Marguerite McDonald, MD, FACS:
The dry eye pipeline. We’re going to review quickly the mechanism of disease and then talk about some of the new things that have been developed for dry eye disease, very exciting stuff.
It’s really important to understand the mechanisms that drive chronic dry eye, and it’s really a vicious cycle. There’s tear film instability that leads to tear hyperosmolarity, that leads to apoptosis, programmed cell death, which leads to inflammation. This is actually shown as a cycle, but it’s really a downward spiral, to be honest. There are all sorts of internal and external factors that impact this cycle. Factors associated with dry eye disease include being a female, dry, drafty environment, high-altitude, pollution, prolonged screen exposure, that is a big one, and diet. Once again, you see the cycle that I just showed you.
However, at the heart of dry eye is inflammation. It is the key driver of the cycle of chronic dry eye disease. The self-perpetuating cycle of inflammation continuously drives chronic dry eye disease. You see there’s a trigger at the very top of the screen there, leading to inflammation, oxidative stress, which leads to reactive oxygen species and reactive aldehyde species, known as RASPs. These are the bad actors that influence the rest of the inflammatory cascade. As I mentioned, these are aldehydes, RASP, that can be triggered by oxidative stress and they are way upstream. They are upstream drivers of the whole dry eye inflammatory cascade.
RASP expression is associated with dry eye disease severity and myeloma and gland damage. Two of the most common RASPs are for 4-HNE and MDA. Here you see on the left, in controlled patients without dry eyes, there’s virtually no 4-HNE. Look at patients with dry eye disease, the difference is enormous and statistically significant. Same with MDA, the controls versus the patients with dry eye disease, statistically significant. If you look at meibomian lipid composition, the aldehyde to wax ester ratio increases with meibomian gland disease severity. You see, if you don’t have MGD in the blue column on the right graph, you have virtually no aldehyde to wax ester ratio. Mild to moderate MGD in the center in the caramel color, and then you see severe MGD. The worse your MGD, the more RASP expression.
The proposed mechanism of action for reproxalap, which is a new drug, it is being studied, it’s in the process of FDA approval, is that oxidative stress causes reactive aldehydes to form. That is exactly where reproxalap acts at the top of the cascade, as you see here.

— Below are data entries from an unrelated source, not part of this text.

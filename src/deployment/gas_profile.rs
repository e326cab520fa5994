//! Empirical bounds for an adapter's self-reported gas estimate.
//!
//! A router adds [`Adapter::swap_gas_estimate`] to its path cost, so the
//! estimate must cover the worst observed query-plus-swap without
//! inflating it.  The accepted window is
//!
//! ```text
//! max_observed ≤ estimate ≤ max_observed · 1.10
//! ```

use alloy_primitives::Address;
use tracing::{debug, warn};

use crate::domain::{Amount, Gas};
use crate::error::{AdapterError, Result};
use crate::host::Chain;
use crate::traits::Adapter;

/// Upper margin of the accepted window, in basis points.
pub const MAX_MARGIN_BPS: u64 = 1_000;

/// Gas observed for one trade.
#[derive(Debug, Clone, Copy, PartialEq, Eq)]
pub struct GasSample {
    /// Input token.
    pub from: Address,
    /// Output token.
    pub to: Address,
    /// Input amount.
    pub amount_in: Amount,
    /// Output the swap delivered.
    pub amount_out: Amount,
    /// Gas of the `query` transaction.
    pub query_gas: Gas,
    /// Gas of the `swap` transaction.
    pub swap_gas: Gas,
}

impl GasSample {
    /// Query plus swap.
    #[must_use]
    pub fn combined(&self) -> Gas {
        self.query_gas + self.swap_gas
    }
}

/// Gas samples over a representative set of trades.
#[derive(Debug, Clone, PartialEq, Eq)]
pub struct GasProfile {
    samples: Vec<GasSample>,
}

impl GasProfile {
    /// Quotes and executes each `(from, to, amount_in)` trade against a
    /// private copy of `chain`, metering both transactions.
    ///
    /// Each swap uses the preceding quote as its minimum output.  `chain`
    /// itself is left untouched.
    ///
    /// # Errors
    ///
    /// - [`AdapterError::InvalidConfiguration`] if `trades` is empty.
    /// - [`AdapterError::InsufficientOutput`] if a swap delivers less than
    ///   its quote.
    /// - Any error from the quote or swap of a trade.
    pub fn measure<A: Adapter>(
        chain: &Chain,
        adapter: &A,
        trades: &[(Address, Address, Amount)],
    ) -> Result<Self> {
        if trades.is_empty() {
            return Err(AdapterError::InvalidConfiguration(
                "gas profile needs at least one trade",
            ));
        }
        let samples = trades
            .iter()
            .map(|&(from, to, amount_in)| {
                let mut sim = chain.clone();
                sim.ledger_mut()
                    .set_balance(from, adapter.address(), amount_in)?;
                let (quote, query_gas) = sim.metered(|c| adapter.query(c, amount_in, from, to));
                let quote = quote?;
                let trader = sim.create_account();
                let (swapped, swap_gas) =
                    sim.metered_mut(|c| adapter.swap(c, amount_in, quote, from, to, trader));
                let amount_out = swapped?;
                if amount_out < quote {
                    return Err(AdapterError::InsufficientOutput {
                        amount_out,
                        min_out: quote,
                    });
                }
                debug!(
                    adapter = adapter.name(),
                    %from,
                    %to,
                    %amount_in,
                    %amount_out,
                    %query_gas,
                    %swap_gas,
                    "gas sample"
                );
                Ok(GasSample {
                    from,
                    to,
                    amount_in,
                    amount_out,
                    query_gas,
                    swap_gas,
                })
            })
            .collect::<Result<Vec<_>>>()?;
        Ok(Self { samples })
    }

    /// Every sample, in trade order.
    #[must_use]
    pub fn samples(&self) -> &[GasSample] {
        &self.samples
    }

    /// Largest query-plus-swap cost observed.
    #[must_use]
    pub fn max_combined(&self) -> Gas {
        self.samples
            .iter()
            .map(GasSample::combined)
            .max()
            .unwrap_or(Gas::ZERO)
    }

    /// Accepted window `[max, max · 1.10]`.
    #[must_use]
    pub fn window(&self) -> (Gas, Gas) {
        let max = self.max_combined();
        (max, max.with_margin_bps(MAX_MARGIN_BPS))
    }

    /// An estimate `margin_bps` above the observed maximum.
    ///
    /// # Errors
    ///
    /// Returns [`AdapterError::InvalidConfiguration`] if `margin_bps`
    /// exceeds [`MAX_MARGIN_BPS`].
    pub fn calibrated_estimate(&self, margin_bps: u64) -> Result<Gas> {
        if margin_bps > MAX_MARGIN_BPS {
            return Err(AdapterError::InvalidConfiguration(
                "margin above 10% leaves the accepted window",
            ));
        }
        Ok(self.max_combined().with_margin_bps(margin_bps))
    }

    /// Checks `estimate` against the accepted window.
    ///
    /// # Errors
    ///
    /// Returns [`AdapterError::GasEstimateOutOfBounds`] outside the window.
    pub fn check(&self, estimate: Gas) -> Result<()> {
        let (min, max) = self.window();
        if estimate < min || estimate > max {
            warn!(%estimate, %min, %max, "gas estimate outside window");
            return Err(AdapterError::GasEstimateOutOfBounds { estimate, min, max });
        }
        Ok(())
    }
}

In the FDA clinical trials, the FDA is very fond of the dry eye chamber, which is basically a little torture chamber for patients. They like it because patients sit in the chamber and the humidity, airflow, temperature are all completely controlled. All the patients are exposed to exactly the same conditions and they’re asked to do visual tasks as well. In a very short period of time, a great deal of information can be obtained.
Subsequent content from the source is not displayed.